▸ **YOUR TASK**
Using the listing that follows, return every line with the word "theme".

▸ **EXERCISE INPUTS**
//! The widget canvas: frames, header controls, resize grips and bodies.

use super::notes_view::render_notes;
use super::sidebar::kind_glyph;
use super::todo_view::render_todo;
use super::{UiAction, UiState};
use crate::app::WidgetPanels;
use crate::event_handler::CanvasFrame;
use deskboard_core::content::{GENERIC_CONTENT, Placeholder};
use deskboard_core::widget::{HEADER_CONTROL_GAP, HEADER_CONTROLS_MARGIN, HEADER_HEIGHT, ResizeHandle};
use deskboard_core::{Canvas, ContentDescriptor, Dashboard, HitRegion, InteractionKind, Widget};
use deskboard_widgets::{GlyphButton, accent, theme, widget_frame};
use egui::{Align, CursorIcon, Layout, Pos2, Rect, RichText, Stroke, Ui, UiBuilder, Vec2};

const BODY_PADDING: f32 = 12.0;

pub fn render_canvas(
    ui: &mut Ui,
    frame: CanvasFrame,
    dashboard: &Dashboard,
    panels: &WidgetPanels,
    state: &mut UiState,
) -> Vec<UiAction> {
    let canvas = dashboard.canvas();
    let mut actions = Vec::new();

    ui.painter().rect_filled(frame.rect, 0.0, theme::CANVAS_BG);
    if canvas.is_empty() {
        ui.painter().text(
            frame.rect.center(),
            egui::Align2::CENTER_CENTER,
            "Open the sidebar to add widgets",
            egui::FontId::proportional(14.0),
            theme::TEXT_MUTED,
        );
    }

    for widget in canvas.render_order() {
        let Some(rect) = canvas.effective_rect(&widget.id) else {
            continue;
        };
        let screen = frame.rect_to_screen(rect);
        let active = canvas.is_dragging(&widget.id) || canvas.is_resizing(&widget.id);

        ui.scope_builder(
            UiBuilder::new().max_rect(screen).id_salt(widget.id.as_str()),
            |ui| {
                ui.set_clip_rect(screen.intersect(frame.rect));
                widget_frame(active).show(ui, |ui| {
                    ui.set_min_size(ui.available_size());
                    actions.extend(render_header(ui, widget, screen.right()));
                    if !widget.is_minimized {
                        let content = dashboard.content(&widget.id);
                        actions.extend(render_body(ui, widget, content, panels, state));
                    }
                });
                if Canvas::offers_resize(widget) {
                    paint_grip(ui, screen);
                }
            },
        );
    }

    update_cursor(ui, frame, canvas);
    actions
}

fn render_header(ui: &mut Ui, widget: &Widget, frame_right: f32) -> Vec<UiAction> {
    let mut actions = Vec::new();
    let width = ui.available_width();
    let stroke_inset = frame_right - ui.max_rect().right();
    ui.allocate_ui_with_layout(
        Vec2::new(width, HEADER_HEIGHT as f32),
        Layout::left_to_right(Align::Center),
        |ui| {
            ui.add_space(BODY_PADDING);
            let entry = widget.kind.catalog();
            ui.label(RichText::new(kind_glyph(widget.kind)).color(accent(entry.accent)));
            ui.label(RichText::new(&widget.title).strong().color(theme::TEXT));

            ui.with_layout(Layout::right_to_left(Align::Center), |ui| {
                // Must stay within the core's header-control hit region.
                ui.spacing_mut().item_spacing.x = HEADER_CONTROL_GAP as f32;
                ui.add_space((HEADER_CONTROLS_MARGIN as f32 - stroke_inset).max(0.0));
                if GlyphButton::new("✖", "Remove").danger().show(ui) {
                    actions.push(UiAction::RemoveWidget(widget.id.clone()));
                }
                let (glyph, tip) = if widget.is_full_screen {
                    ("🗗", "Exit full-screen")
                } else {
                    ("🗖", "Full-screen")
                };
                if GlyphButton::new(glyph, tip).header().show(ui) {
                    actions.push(UiAction::ToggleFullScreen(widget.id.clone()));
                }
                let tip = if widget.is_minimized { "Restore" } else { "Minimize" };
                if GlyphButton::new("🗕", tip).header().show(ui) {
                    actions.push(UiAction::ToggleMinimized(widget.id.clone()));
                }
            });
        },
    );
    let line_y = ui.min_rect().top() + HEADER_HEIGHT as f32;
    let x = ui.min_rect().x_range();
    ui.painter()
        .hline(x, line_y, Stroke::new(1.0, theme::BORDER));
    actions
}

fn render_body(
    ui: &mut Ui,
    widget: &Widget,
    content: Option<ContentDescriptor>,
    panels: &WidgetPanels,
    state: &mut UiState,
) -> Vec<UiAction> {
    let mut actions = Vec::new();
    let body = ui.available_rect_before_wrap().shrink(BODY_PADDING);
    ui.scope_builder(UiBuilder::new().max_rect(body), |ui| match content {
        Some(ContentDescriptor::TodoContent { .. }) => match panels.todos.get(&widget.id) {
            Some(panel) => {
                let form = state.todo_forms.entry(widget.id.clone()).or_default();
                actions.extend(render_todo(ui, &widget.id, panel, form));
            }
            None => {
                ui.spinner();
            }
        },
        Some(ContentDescriptor::NotesContent { .. }) => match panels.notes.get(&widget.id) {
            Some(panel) => {
                let editor = state.note_editors.entry(widget.id.clone()).or_default();
                actions.extend(render_notes(ui, &widget.id, panel, editor));
            }
            None => {
                ui.spinner();
            }
        },
        Some(ContentDescriptor::Loading { .. }) => {
            ui.centered_and_justified(|ui| ui.spinner());
        }
        Some(ContentDescriptor::CalendarPlaceholder(p)) | Some(ContentDescriptor::FilesPlaceholder(p)) => {
            render_placeholder(ui, &p);
        }
        Some(ContentDescriptor::Generic) | None => {
            ui.label(RichText::new(GENERIC_CONTENT).color(theme::TEXT_MUTED));
        }
    });
    actions
}

fn render_placeholder(ui: &mut Ui, placeholder: &Placeholder) {
    ui.vertical_centered(|ui| {
        ui.add_space((ui.available_height() / 2.0 - 48.0).max(0.0));
        ui.label(
            RichText::new(placeholder.heading)
                .size(18.0)
                .strong()
                .color(accent(placeholder.accent)),
        );
        ui.label(RichText::new(placeholder.blurb).color(theme::TEXT_MUTED));
        ui.add_space(8.0);
        ui.label(RichText::new(placeholder.footer).size(11.0).color(theme::TEXT_MUTED));
    });
}

/// Diagonal grip in the bottom-right corner.
fn paint_grip(ui: &Ui, screen: Rect) {
    let corner = screen.right_bottom() - Vec2::splat(4.0);
    let stroke = Stroke::new(1.0, theme::TEXT_MUTED);
    for offset in [4.0, 8.0] {
        ui.painter().line_segment(
            [
                Pos2::new(corner.x - offset, corner.y),
                Pos2::new(corner.x, corner.y - offset),
            ],
            stroke,
        );
    }
}

/// Cursor for what the pointer is over, or for the interaction in progress.
fn update_cursor(ui: &Ui, frame: CanvasFrame, canvas: &Canvas) {
    let region = match canvas.interaction_kind() {
        Some(InteractionKind::Dragging { .. }) => Some(HitRegion::Header),
        Some(InteractionKind::Resizing { handle, .. }) => Some(HitRegion::Resize(handle)),
        None => ui
            .ctx()
            .pointer_hover_pos()
            .filter(|pos| frame.rect.contains(*pos))
            .and_then(|pos| canvas.hit_test(frame.to_canvas(pos)))
            .map(|(_, region)| region),
    };
    let icon = match region {
        Some(HitRegion::Header) if canvas.is_interacting() => CursorIcon::Grabbing,
        Some(HitRegion::Header) => CursorIcon::Grab,
        Some(HitRegion::Resize(ResizeHandle::Corner)) => CursorIcon::ResizeNwSe,
        Some(HitRegion::Resize(ResizeHandle::Right)) => CursorIcon::ResizeHorizontal,
        Some(HitRegion::Resize(ResizeHandle::Bottom)) => CursorIcon::ResizeVertical,
        _ => return,
    };
    ui.ctx().set_cursor_icon(icon);
}

#[cfg(test)]
mod tests {
    use deskboard_core::widget::HEADER_CONTROL_SIZE;
    use deskboard_widgets::GlyphButtonStyle;

    #[test]
    fn test_header_buttons_match_control_hit_region() {
        let style = GlyphButtonStyle::header();
        assert_eq!(style.size.x as f64, HEADER_CONTROL_SIZE);
        assert_eq!(GlyphButtonStyle::danger().size.x as f64, HEADER_CONTROL_SIZE);
    }
}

▸ **ANSWER TO THE EXERCISE**
use deskboard_widgets::{GlyphButton, accent, theme, widget_frame};
    ui.painter().rect_filled(frame.rect, 0.0, theme::CANVAS_BG);
            theme::TEXT_MUTED,
            ui.label(RichText::new(&widget.title).strong().color(theme::TEXT));
        .hline(x, line_y, Stroke::new(1.0, theme::BORDER));
            ui.label(RichText::new(GENERIC_CONTENT).color(theme::TEXT_MUTED));
        ui.label(RichText::new(placeholder.blurb).color(theme::TEXT_MUTED));
        ui.label(RichText::new(placeholder.footer).size(11.0).color(theme::TEXT_MUTED));
    let stroke = Stroke::new(1.0, theme::TEXT_MUTED);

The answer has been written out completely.